Restart/Recovery Processing

Restart/recovery occurs if a cluster nucleus fails. Restart/recovery uses the Work data sets of all nuclei to recover the database. The Work data sets are dynamically allocated from the data set names recorded in the PPT. Adabas Cluster Services 8.2 supports offline and online recovery.

This document covers the following topics:


Offline Recovery (Session Autorestart)

  • If a cluster nucleus session terminates, start one of the cluster nuclei to invoke autorestart.

  • If a noncluster nucleus session terminates, restart the noncluster nucleus to invoke autorestart.

Offline recovery occurs if all active cluster nuclei in an Adabas sysplex cluster fail. Offline recovery relies only on information from the physical database and the Work data sets of each cluster nucleus. All information in the coupling facility is lost.

The first cluster nucleus to restart repairs any physical inconsistencies in the database and backs out all incomplete commands and transactions. The restarted nucleus obtains recovery information from blocks in the common database and from the Work data sets of all the failed nuclei.

The restarting nucleus retrieves the Work data set names from the PPT block for each terminated nucleus and opens these data sets using dynamic allocation. From that point, normal recovery processing occurs:

  • the breakpoint on each Work data set is found;

  • backward and forward repair is performed; and

  • autobackout is performed.

While reading through the Work data sets, the restarting nucleus on the fly merges the protection records by their timestamps into chronological sequence.

Online Recovery

When one or more cluster nuclei have failed while one or more other nuclei in the same cluster remain active, online recovery processing is performed by collaboration of all surviving nuclei.

All surviving cluster nuclei quiesce their operations and reinitialize their working storage. Command processing is quiesced and the internal status variables, tables, and pools are repaired.

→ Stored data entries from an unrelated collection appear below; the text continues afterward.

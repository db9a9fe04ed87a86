//! Test helpers shared by unit tests, property tests and cucumber steps.

use std::sync::Arc;

use morph_api::{Document, FieldDescriptor, ID_FIELD, ReadQuery, Result};
use morph_core::{AccessGate, EntityStore};
use serde_json::Value;

use crate::crud::CrudConfig;
use crate::gate::AllowAll;
use crate::platform::Platform;
use crate::storage::MemoryEntityStore;

/// Role used by helpers that do not care about authorization.
pub const TEST_ROLE: &str = "admin";

/// A fully in-memory platform with direct access to its entity store.
pub struct TestPlatform {
    pub platform: Platform,
    pub store: Arc<MemoryEntityStore>,
}

impl Default for TestPlatform {
    fn default() -> Self {
        Self::new()
    }
}

impl TestPlatform {
    pub fn new() -> Self {
        Self::with_gate(Arc::new(AllowAll))
    }

    pub fn with_gate(gate: Arc<dyn AccessGate>) -> Self {
        let store = Arc::new(MemoryEntityStore::new());
        let platform = Platform::builder()
            .entities(store.clone())
            .gate(gate)
            .config(CrudConfig::default())
            .build();
        Self { platform, store }
    }

    pub async fn define(&self, name: &str, fields: Vec<FieldDescriptor>) -> Result<()> {
        self.platform.schemas.define(name, fields).await.map(|_| ())
    }

    /// Create an instance and return its id.
    pub async fn create(&self, entity: &str, payload: Value) -> Result<String> {
        let outcome = self
            .platform
            .executor
            .create(TEST_ROLE, entity, to_document(payload))
            .await?;
        Ok(outcome
            .document
            .get(ID_FIELD)
            .and_then(Value::as_str)
            .unwrap_or_default()
            .to_string())
    }

    pub async fn update(&self, entity: &str, payload: Value) -> Result<Document> {
        self.platform
            .executor
            .update(TEST_ROLE, entity, to_document(payload))
            .await
            .map(|outcome| outcome.document)
    }

    pub async fn read_one(&self, entity: &str, id: &str) -> Result<Document> {
        let result = self
            .platform
            .executor
            .read(TEST_ROLE, entity, &ReadQuery::by_id(id))
            .await?;
        Ok(result.into_document().unwrap_or_default())
    }

    /// Stored document, bypassing the executor (secrets included).
    pub async fn raw(&self, entity: &str, id: &str) -> Option<Document> {
        self.store.find_by_id(entity, id).await.ok().flatten()
    }
}

/// JSON object to document; anything else becomes an empty document.
pub fn to_document(value: Value) -> Document {
    match value {
        Value::Object(map) => map,
        _ => Document::new(),
    }
}
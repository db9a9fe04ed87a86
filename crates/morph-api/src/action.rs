use serde::{Deserialize, Serialize};
use std::fmt;
use std::str::FromStr;

/// Permission action required by a CRUD operation.
#[derive(Debug, Clone, Copy, PartialEq, Eq, Hash, PartialOrd, Ord, Serialize, Deserialize)]
#[serde(rename_all = "lowercase")]
pub enum CrudAction {
    Create,
    Read,
    Update,
    Delete,
}

impl CrudAction {
    pub const ALL: [CrudAction; 4] = [
        CrudAction::Create,
        CrudAction::Read,
        CrudAction::Update,
        CrudAction::Delete,
    ];

    pub fn as_str(&self) -> &'static str {
        match self {
            CrudAction::Create => "create",
            CrudAction::Read => "read",
            CrudAction::Update => "update",
            CrudAction::Delete => "delete",
        }
    }
}

impl fmt::Display for CrudAction {
    fn fmt(&self, f: &mut fmt::Formatter<'_>) -> fmt::Result {
        f.write_str(self.as_str())
    }
}

impl FromStr for CrudAction {
    type Err = String;

    fn from_str(s: &str) -> Result<Self, Self::Err> {
        match s.trim().to_ascii_lowercase().as_str() {
            "create" => Ok(CrudAction::Create),
            "read" => Ok(CrudAction::Read),
            "update" => Ok(CrudAction::Update),
            "delete" => Ok(CrudAction::Delete),
            other => Err(format!("unknown action '{}'", other)),
        }
    }
}
//! Access gate implementations.

use std::collections::{HashMap, HashSet};

use morph_api::CrudAction;
use morph_core::AccessGate;

/// Permits everything. Useful for tests and trusted internal callers.
#[derive(Debug, Default, Clone, Copy)]
pub struct AllowAll;

impl AccessGate for AllowAll {
    fn permits(&self, _role: &str, _action: CrudAction) -> bool {
        true
    }
}

/// Static role -> permitted actions table. Unknown roles are denied.
#[derive(Debug, Default, Clone)]
pub struct RoleTable {
    roles: HashMap<String, HashSet<CrudAction>>,
}

impl RoleTable {
    pub fn new() -> Self {
        Self::default()
    }

    pub fn allow(
        mut self,
        role: impl Into<String>,
        actions: impl IntoIterator<Item = CrudAction>,
    ) -> Self {
        self.roles.entry(role.into()).or_default().extend(actions);
        self
    }

    pub fn roles(&self) -> impl Iterator<Item = &str> {
        self.roles.keys().map(String::as_str)
    }
}

impl AccessGate for RoleTable {
    fn permits(&self, role: &str, action: CrudAction) -> bool {
        self.roles
            .get(role)
            .is_some_and(|actions| actions.contains(&action))
    }
}
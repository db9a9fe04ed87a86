//! Shared API crate for morph
//!
//! Technology-agnostic types shared by the engine (`morph`), the collaborator
//! traits (`morph-core`) and the frontends.
//!
//! - `descriptor`: field descriptors, the declarative input of the schema compiler
//! - `definition`: persisted entity type definitions
//! - `action`: the four permission actions consulted by the access gate
//! - `operation`: self-describing operation metadata emitted into CRUD plans
//! - `document`: instance documents and the system fields stamped on them
//! - `query`: the read surface (query parameters in, pages out)
//! - `error`: structured errors that cross the HTTP boundary

pub mod action;
pub mod definition;
pub mod descriptor;
pub mod document;
pub mod error;
pub mod operation;
pub mod query;

pub use action::CrudAction;
pub use definition::EntityTypeDefinition;
pub use descriptor::{FieldDescriptor, PrimitiveType};
pub use document::{
    document_id, id_list, Document, CREATED_AT_FIELD, ID_FIELD, SYSTEM_FIELDS, UPDATED_AT_FIELD,
};
pub use error::{ApiError, RelationSyncFailure, Result};
pub use operation::{OperationDescriptor, OperationParam};
pub use query::{Page, ReadQuery, ReadResult};
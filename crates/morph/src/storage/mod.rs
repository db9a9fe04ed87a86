//! Entity store implementations and the document-level query engine they share.

mod memory;

use std::cmp::Ordering;

use morph_api::Document;
use morph_core::{Filter, SortKey, Update};
use serde_json::Value;

pub use memory::MemoryEntityStore;

/// Whether `doc` satisfies `filter`.
pub fn matches(doc: &Document, filter: &Filter) -> bool {
    match filter {
        Filter::Eq(field, expected) => field_eq(doc.get(field), expected),
        Filter::In(field, values) => values.iter().any(|v| field_eq(doc.get(field), v)),
        Filter::Contains(field, term) => {
            let term = term.to_lowercase();
            match doc.get(field) {
                Some(Value::Array(items)) => items.iter().any(|item| contains(item, &term)),
                Some(value) => contains(value, &term),
                None => false,
            }
        }
        Filter::Range {
            field,
            gt,
            gte,
            lt,
            lte,
        } => {
            let Some(actual) = doc.get(field).filter(|v| !v.is_null()) else {
                return false;
            };
            let check = |bound: &Option<Value>, accept: fn(Ordering) -> bool| match bound {
                None => true,
                Some(bound) => comparable(actual, bound)
                    .then(|| compare_values(actual, bound))
                    .is_some_and(accept),
            };
            check(gt, Ordering::is_gt)
                && check(gte, Ordering::is_ge)
                && check(lt, Ordering::is_lt)
                && check(lte, Ordering::is_le)
        }
        Filter::And(filters) => filters.iter().all(|f| matches(doc, f)),
        Filter::Or(filters) => filters.iter().any(|f| matches(doc, f)),
        Filter::IsNull(field) => doc.get(field).is_none_or(Value::is_null),
        Filter::IsNotNull(field) => doc.get(field).is_some_and(|v| !v.is_null()),
    }
}

fn field_eq(actual: Option<&Value>, expected: &Value) -> bool {
    match actual {
        None => expected.is_null(),
        Some(Value::Array(items)) if !expected.is_array() => {
            items.iter().any(|item| value_eq(item, expected))
        }
        Some(actual) => value_eq(actual, expected),
    }
}

fn value_eq(a: &Value, b: &Value) -> bool {
    match (a, b) {
        (Value::Number(x), Value::Number(y)) => x.as_f64() == y.as_f64(),
        _ => a == b,
    }
}

fn contains(value: &Value, term: &str) -> bool {
    match value {
        Value::String(s) => s.to_lowercase().contains(term),
        Value::Number(n) => n.to_string().contains(term),
        _ => false,
    }
}

fn comparable(a: &Value, b: &Value) -> bool {
    type_rank(a) == type_rank(b)
}

fn type_rank(value: &Value) -> u8 {
    match value {
        Value::Null => 0,
        Value::Bool(_) => 1,
        Value::Number(_) => 2,
        Value::String(_) => 3,
        Value::Array(_) => 4,
        Value::Object(_) => 5,
    }
}

/// Total order over JSON values: null < bool < number < string < array < object.
pub fn compare_values(a: &Value, b: &Value) -> Ordering {
    match (a, b) {
        (Value::Bool(x), Value::Bool(y)) => x.cmp(y),
        (Value::Number(x), Value::Number(y)) => {
            let (x, y) = (x.as_f64().unwrap_or(0.0), y.as_f64().unwrap_or(0.0));
            x.partial_cmp(&y).unwrap_or(Ordering::Equal)
        }
        (Value::String(x), Value::String(y)) => x.cmp(y),
        (Value::Array(x), Value::Array(y)) => x
            .iter()
            .zip(y.iter())
            .map(|(a, b)| compare_values(a, b))
            .find(|o| o.is_ne())
            .unwrap_or_else(|| x.len().cmp(&y.len())),
        (Value::Object(x), Value::Object(y)) => x.len().cmp(&y.len()),
        _ => type_rank(a).cmp(&type_rank(b)),
    }
}

pub fn compare_docs(a: &Document, b: &Document, sort: &[SortKey]) -> Ordering {
    for key in sort {
        let left = a.get(&key.field).unwrap_or(&Value::Null);
        let right = b.get(&key.field).unwrap_or(&Value::Null);
        let ordering = compare_values(left, right);
        let ordering = if key.descending {
            ordering.reverse()
        } else {
            ordering
        };
        if ordering.is_ne() {
            return ordering;
        }
    }
    Ordering::Equal
}

/// Apply `update` in place: set, unset, add-to-set, pull.
pub fn apply_update(doc: &mut Document, update: &Update) {
    for (field, value) in &update.set {
        doc.insert(field.clone(), value.clone());
    }
    for field in &update.unset {
        doc.remove(field);
    }
    for (field, value) in &update.add_to_set {
        let slot = doc.entry(field.clone()).or_insert(Value::Null);
        let mut items = match slot.take() {
            Value::Array(items) => items,
            Value::Null => Vec::new(),
            scalar => vec![scalar],
        };
        if !items.iter().any(|item| value_eq(item, value)) {
            items.push(value.clone());
        }
        *slot = Value::Array(items);
    }
    for (field, value) in &update.pull {
        if let Some(Value::Array(items)) = doc.get_mut(field) {
            items.retain(|item| !value_eq(item, value));
        }
    }
}
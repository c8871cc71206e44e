//! Subprocess execution of the inference engine.
//!
//! [`ProcessExecutor`] implements [`EngineExecutor`] by spawning a fresh
//! child for every invocation with stdin closed and both output streams
//! piped. The streams are drained on reader threads so a chatty engine can
//! never block on a full pipe, while the calling thread polls for exit.
//! Polling is where the optional timeout and the interrupt flag are
//! enforced. On Unix the child leads its own process group; the guard kills
//! the whole group and reaps the child on every exit path, so no invocation
//! leaves the engine or anything it started behind.

use std::io::{self, Read};
use std::process::{Child, Command, ExitStatus, Stdio};
use std::sync::Arc;
use std::sync::atomic::{AtomicBool, Ordering};
use std::sync::mpsc::{self, Receiver, RecvTimeoutError};
use std::thread;
use std::time::{Duration, Instant};

use tracing::{debug, warn};

use crate::error::EngineError;
use crate::invoke::{EngineExecutor, EngineInvocation, InvocationResult, Termination};

/// Tracing target for engine process operations.
const PROCESS_TARGET: &str = "lez_engine::process";

/// Delay between exit polls.
const POLL_INTERVAL: Duration = Duration::from_millis(20);

/// How long to keep draining output once the process group is gone.
const DRAIN_GRACE: Duration = Duration::from_millis(500);

type StreamReader = Receiver<io::Result<Vec<u8>>>;

/// Executes engine invocations as isolated child processes.
///
/// # Example
///
/// ```rust,no_run
/// use std::time::Duration;
///
/// use lez_engine::process::ProcessExecutor;
/// use lez_engine::{EngineExecutor, EngineInvocation};
///
/// let executor = ProcessExecutor::new().with_timeout(Some(Duration::from_secs(30)));
/// let result = executor.run(&EngineInvocation::version("swipl"));
/// ```
#[derive(Debug, Clone, Default)]
pub struct ProcessExecutor {
    timeout: Option<Duration>,
    interrupt: Option<Arc<AtomicBool>>,
}

impl ProcessExecutor {
    /// Creates an executor with no timeout and no interrupt flag.
    #[must_use]
    pub const fn new() -> Self {
        Self {
            timeout: None,
            interrupt: None,
        }
    }

    /// Bounds each invocation; `None` waits indefinitely.
    #[must_use]
    pub const fn with_timeout(mut self, timeout: Option<Duration>) -> Self {
        self.timeout = timeout;
        self
    }

    /// Kills the running child as soon as `flag` becomes `true`.
    #[must_use]
    pub fn with_interrupt(mut self, flag: Arc<AtomicBool>) -> Self {
        self.interrupt = Some(flag);
        self
    }

    /// Configured timeout.
    #[must_use]
    pub const fn timeout(&self) -> Option<Duration> {
        self.timeout
    }

    fn interrupted(&self) -> bool {
        self.interrupt
            .as_ref()
            .is_some_and(|flag| flag.load(Ordering::SeqCst))
    }

    fn wait(&self, program: &str, guard: &mut ChildGuard) -> Result<Termination, EngineError> {
        let start = Instant::now();
        loop {
            if let Some(status) = guard
                .try_wait()
                .map_err(|error| EngineError::io(program, error))?
            {
                return Ok(termination_from(status));
            }

            if self.interrupted() {
                warn!(
                    target: PROCESS_TARGET,
                    program,
                    "interrupt received, killing inference engine"
                );
                guard.terminate();
                return Ok(Termination::Interrupted);
            }

            if let Some(timeout) = self.timeout.filter(|limit| start.elapsed() >= *limit) {
                warn!(
                    target: PROCESS_TARGET,
                    program,
                    timeout_ms = u64::try_from(timeout.as_millis()).unwrap_or(u64::MAX),
                    "inference engine timed out, killing process"
                );
                guard.terminate();
                return Ok(Termination::TimedOut { after: timeout });
            }

            thread::sleep(POLL_INTERVAL);
        }
    }
}

impl EngineExecutor for ProcessExecutor {
    fn run(&self, invocation: &EngineInvocation) -> Result<InvocationResult, EngineError> {
        let program = invocation.program();
        let mut command = Command::new(program);
        command
            .args(invocation.args())
            .stdin(Stdio::null())
            .stdout(Stdio::piped())
            .stderr(Stdio::piped());
        #[cfg(unix)]
        {
            use std::os::unix::process::CommandExt;
            command.process_group(0);
        }

        debug!(
            target: PROCESS_TARGET,
            program,
            args = ?invocation.args(),
            "spawning inference engine"
        );

        let child = command
            .spawn()
            .map_err(|error| EngineError::from_spawn(program, error))?;
        let mut guard = ChildGuard::new(child);
        debug!(target: PROCESS_TARGET, pid = guard.id(), "inference engine spawned");

        let stdout = capture(guard.child.stdout.take());
        let stderr = capture(guard.child.stderr.take());

        let termination = self.wait(program, &mut guard)?;
        // Descendants may still hold the pipes after a clean exit.
        guard.terminate();
        let stdout = collect(program, stdout)?;
        let stderr = collect(program, stderr)?;

        debug!(
            target: PROCESS_TARGET,
            program,
            ?termination,
            "inference engine exited"
        );
        Ok(InvocationResult::new(termination, stdout, stderr))
    }
}

/// Kills the child's process group and reaps the child.
struct ChildGuard {
    child: Child,
    reaped: bool,
}

impl ChildGuard {
    const fn new(child: Child) -> Self {
        Self {
            child,
            reaped: false,
        }
    }

    fn id(&self) -> u32 {
        self.child.id()
    }

    fn try_wait(&mut self) -> io::Result<Option<ExitStatus>> {
        let status = self.child.try_wait()?;
        if status.is_some() {
            self.reaped = true;
        }
        Ok(status)
    }

    /// Safe to repeat; an already empty group is not an error.
    fn terminate(&mut self) {
        self.kill_group();
        if self.reaped {
            return;
        }
        drop(self.child.kill());
        drop(self.child.wait());
        self.reaped = true;
    }

    #[cfg(unix)]
    fn kill_group(&self) {
        use nix::errno::Errno;
        use nix::sys::signal::{Signal, killpg};
        use nix::unistd::Pid;

        let Ok(leader) = i32::try_from(self.child.id()) else {
            return;
        };
        match killpg(Pid::from_raw(leader), Signal::SIGKILL) {
            Ok(()) | Err(Errno::ESRCH) => {}
            Err(error) => warn!(
                target: PROCESS_TARGET,
                pgid = leader,
                %error,
                "failed to kill inference engine process group"
            ),
        }
    }

    #[cfg(not(unix))]
    fn kill_group(&self) {}
}

impl Drop for ChildGuard {
    fn drop(&mut self) {
        self.terminate();
    }
}

fn capture<R>(stream: Option<R>) -> Option<StreamReader>
where
    R: Read + Send + 'static,
{
    stream.map(|mut reader| {
        let (sender, receiver) = mpsc::channel();
        thread::spawn(move || {
            let mut buffer = Vec::new();
            let result = reader.read_to_end(&mut buffer).map(|_| buffer);
            drop(sender.send(result));
        });
        receiver
    })
}

/// Called after the group is killed, so the pipe normally closes at once; a
/// writer that escaped the group forfeits its stream after [`DRAIN_GRACE`].
fn collect(program: &str, reader: Option<StreamReader>) -> Result<String, EngineError> {
    let Some(receiver) = reader else {
        return Ok(String::new());
    };
    let bytes = match receiver.recv_timeout(DRAIN_GRACE) {
        Ok(result) => result.map_err(|error| EngineError::io(program, error))?,
        Err(RecvTimeoutError::Timeout) => {
            warn!(
                target: PROCESS_TARGET,
                program,
                "output pipe still open after the engine finished, discarding it"
            );
            return Ok(String::new());
        }
        Err(RecvTimeoutError::Disconnected) => {
            return Err(EngineError::io(
                program,
                io::Error::other("output reader panicked"),
            ));
        }
    };
    Ok(String::from_utf8_lossy(&bytes).into_owned())
}

fn termination_from(status: ExitStatus) -> Termination {
    match status.code() {
        Some(code) => Termination::Exited(code),
        None => Termination::Signalled {
            signal: signal_of(status),
        },
    }
}

#[cfg(unix)]
fn signal_of(status: ExitStatus) -> Option<i32> {
    use std::os::unix::process::ExitStatusExt;
    status.signal()
}

#[cfg(not(unix))]
fn signal_of(_status: ExitStatus) -> Option<i32> {
    None
}
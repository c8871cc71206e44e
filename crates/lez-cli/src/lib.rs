//! Command-line runtime for the low-emission zone access checker.
//!
//! The runtime owns argument parsing, configuration bootstrapping, logging
//! setup and the choice between the three modes of the `lez` binary: a setup
//! check (`--check`), a single question given on the command line, and an
//! interactive session reading questions from stdin. Configuration loading,
//! the engine executor and the IO streams can all be substituted in tests.

use std::ffi::OsString;
use std::io::{BufRead, Write};
use std::process::ExitCode;

use clap::Parser;
use lez_config::Config;
use lez_engine::{
    EngineExecutor, EngineInvoker, EngineResources, EngineSettings, ProcessExecutor,
    QueryCompiler, QueryPipeline,
};
use tracing::debug;

mod config;
mod console;
mod errors;
mod render;
mod signals;
mod telemetry;

use config::{ConfigArgumentSplit, split_config_arguments};
pub(crate) use config::{ConfigLoader, OrthoConfigLoader};
pub(crate) use errors::AppError;
pub use render::OutputFormat;
use render::{exit_code_for, write_outcome};
use signals::Interrupts;

const CLI_TARGET: &str = "lez_cli";

/// CLI flags recognised by the configuration loader.
///
/// MAINTENANCE: This list must be kept in sync with the fields of
/// `lez_config::Config`.
const CONFIG_CLI_FLAGS: &[&str] = &[
    "--config-path",
    "--engine-executable",
    "--rule-base-path",
    "--grammar-path",
    "--entry-predicate",
    "--query-timeout-secs",
    "--log-filter",
    "--log-format",
];

/// Bundles the output streams provided to the CLI runtime.
pub(crate) struct IoStreams<'a, W: Write, E: Write> {
    pub(crate) stdout: &'a mut W,
    pub(crate) stderr: &'a mut E,
}

impl<'a, W: Write, E: Write> IoStreams<'a, W, E> {
    pub(crate) const fn new(stdout: &'a mut W, stderr: &'a mut E) -> Self {
        Self { stdout, stderr }
    }
}

#[derive(Debug, Parser)]
#[command(
    name = "lez",
    version,
    about = "Check whether a vehicle may enter a low-emission zone",
    long_about = "Check whether a vehicle may enter a low-emission zone.\n\n\
        Configuration flags (--rule-base-path, --engine-executable, ...) must \
        come before any other argument. Without a question, an interactive \
        session reads one question per line from stdin."
)]
pub(crate) struct Cli {
    /// Verify the inference engine, rule base and grammar, then exit.
    #[arg(long)]
    pub(crate) check: bool,
    /// Output format for the setup check and one-shot answers.
    #[arg(long, value_enum, default_value_t = OutputFormat::Human)]
    pub(crate) format: OutputFormat,
    /// Question to answer, e.g. `can my 2010 diesel van from e15 enter sw1a`.
    #[arg(trailing_var_arg = true)]
    pub(crate) query: Vec<String>,
}

impl Cli {
    fn question(&self) -> Option<String> {
        (!self.query.is_empty()).then(|| self.query.join(" "))
    }
}

struct CliRunner<'a, W: Write, E: Write, L: ConfigLoader> {
    io: &'a mut IoStreams<'a, W, E>,
    loader: &'a L,
}

impl<'a, W, E, L> CliRunner<'a, W, E, L>
where
    W: Write,
    E: Write,
    L: ConfigLoader,
{
    const fn new(io: &'a mut IoStreams<'a, W, E>, loader: &'a L) -> Self {
        Self { io, loader }
    }

    fn run<I, R>(&mut self, args: I, input: R) -> ExitCode
    where
        I: IntoIterator<Item = OsString>,
        R: BufRead,
    {
        let result = self.parse(args).and_then(|(cli, config)| {
            telemetry::initialise(&config)?;
            let interrupts = Interrupts::install()?;
            let pipeline = build_pipeline(&config, &interrupts)?;
            execute(&cli, &pipeline, input, self.io, &interrupts)
        });
        self.finish(result)
    }

    fn parse<I>(&self, args: I) -> Result<(Cli, Config), AppError>
    where
        I: IntoIterator<Item = OsString>,
    {
        let args: Vec<OsString> = args.into_iter().collect();
        let split = split_config_arguments(&args);
        let cli_arguments = prepare_cli_arguments(&args, &split);

        let cli = Cli::try_parse_from(cli_arguments).map_err(AppError::CliUsage)?;
        let config = self.loader.load(&split.config_arguments)?;
        Ok((cli, config))
    }

    fn finish(&mut self, result: Result<ExitCode, AppError>) -> ExitCode {
        match result {
            Ok(exit_code) => exit_code,
            Err(error) if error.is_informational() => {
                let _ = write!(self.io.stdout, "{error}");
                ExitCode::SUCCESS
            }
            Err(error) => {
                let _ = writeln!(self.io.stderr, "{error}");
                ExitCode::FAILURE
            }
        }
    }
}

/// Runs the CLI using the provided arguments and IO handles.
#[must_use]
pub fn run<I, R, W, E>(args: I, input: R, stdout: &mut W, stderr: &mut E) -> ExitCode
where
    I: IntoIterator<Item = OsString>,
    R: BufRead,
    W: Write,
    E: Write,
{
    let mut io = IoStreams::new(stdout, stderr);
    run_with_loader(args, input, &mut io, &OrthoConfigLoader)
}

/// Runs the CLI with a custom configuration loader.
#[must_use]
pub(crate) fn run_with_loader<'a, I, R, W, E, L>(
    args: I,
    input: R,
    io: &'a mut IoStreams<'a, W, E>,
    loader: &'a L,
) -> ExitCode
where
    I: IntoIterator<Item = OsString>,
    R: BufRead,
    W: Write,
    E: Write,
    L: ConfigLoader,
{
    CliRunner::new(io, loader).run(args, input)
}

fn prepare_cli_arguments(args: &[OsString], split: &ConfigArgumentSplit) -> Vec<OsString> {
    let mut cli_arguments: Vec<OsString> = Vec::new();
    if let Some(first) = args.first() {
        cli_arguments.push(first.clone());
    }
    if split.command_start < args.len() {
        cli_arguments.extend(args[split.command_start..].iter().cloned());
    }
    cli_arguments
}

fn build_pipeline(
    config: &Config,
    interrupts: &Interrupts,
) -> Result<QueryPipeline<ProcessExecutor>, AppError> {
    let compiler = QueryCompiler::new(config.entry_predicate()).map_err(AppError::EntryPredicate)?;
    let resources = EngineResources::new(
        config.rule_base_path().as_std_path(),
        config.grammar_path().as_std_path(),
    );
    let settings = EngineSettings::new(config.engine_executable(), resources);
    let executor = ProcessExecutor::new()
        .with_timeout(config.query_timeout())
        .with_interrupt(interrupts.flag());
    debug!(
        target: CLI_TARGET,
        engine = settings.executable(),
        rule_base = %settings.resources().rule_base().display(),
        grammar = %settings.resources().grammar().display(),
        "configured engine pipeline"
    );
    Ok(QueryPipeline::new(
        compiler,
        EngineInvoker::new(settings, executor),
    ))
}

pub(crate) fn execute<X, R, W, E>(
    cli: &Cli,
    pipeline: &QueryPipeline<X>,
    input: R,
    io: &mut IoStreams<'_, W, E>,
    interrupts: &Interrupts,
) -> Result<ExitCode, AppError>
where
    X: EngineExecutor,
    R: BufRead,
    W: Write,
    E: Write,
{
    if cli.check {
        let outcome = interrupts.while_busy(|| pipeline.check_setup());
        write_outcome(&outcome, cli.format, io)?;
        return Ok(exit_code_for(&outcome));
    }

    let Some(question) = cli.question() else {
        return console::run_session(pipeline, input, io, interrupts);
    };

    let setup = interrupts.while_busy(|| pipeline.check_setup());
    if !setup.is_success() {
        write_outcome(&setup, cli.format, io)?;
        return Ok(ExitCode::FAILURE);
    }
    let outcome = interrupts.while_busy(|| pipeline.ask(&question));
    write_outcome(&outcome, cli.format, io)?;
    Ok(exit_code_for(&outcome))
}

The peer nuclei compete for the recovery lock: when one of the nuclei obtains it, it invokes offline recovery processing. It repairs any physical inconsistencies in the database and backs out all incomplete command and transactions. Open transactions executed by the surviving nuclei are backed out as well. All information in the lock and cache structures is discarded. Please keep in mind that the nucleus performing online recovery may need additional LWP for the online recovery procedures depending on other ADARUN parameters such as NU. We recommend the following formula for cluster nuclei to avoid work pool overflow in online recovery or auto restart:

  • With Adabas 8.3
    LWP ≥ (NU * 200) + 1,000,000
  • For nuclei running with UPDATECONTROL=NODELAY (with Adabas 8.4 or later)
    LWP ≥ (NU * 250) + 1,000,000

Once this recovery processing has completed, normal processing resumes.

Users are affected by online recovery as follows:

  • users assigned to failed nuclei lose their commands, transactions, sequential processes, and search results. They may receive response codes 9, 21, 148, or 251, depending on the status of their session at the time of the failure.

  • users assigned to surviving nuclei may or may not lose their commands/transactions, depending on whether they managed to complete them in the quiesce phase. They retain their sequential processes and search results, but they may experience an increased response time. Users that do lose their commands/transactions will subsequently receive response code 9 and might possibly get response code 21 as well.

Automatic Restart Management (ARM)

Automatic restart management (ARM) is a z/OS facility that can be used to automatically restart a nucleus when it ABENDs. Automatic restart is suppressed when the ABEND is intentional; for example, when it results from a parameter error.

ARM can be used for Adabas nuclei in both cluster and noncluster environments.

The ADARUN parameter ARMNAME is used to identify the element in the ARM 'policy' that is to be activated. Each element specifies when, where, and how often an automatic restart is to be attempted.

If an ARM policy has not been defined, the ARMNAME parameter has no effect.

Archive Recovery

Archive recovery occurs if the container data sets of the database are damaged or restart/recovery is not effective.

Archive recovery

  • restores the database; and

  • regenerates the updates from the protection logs.

The protection logs to be regenerated are the output of the ADARES PLCOPY protection log copy and merge process that occurs in sysplex cluster environments. The restore/regenerate process is the same in both cluster and noncluster environments.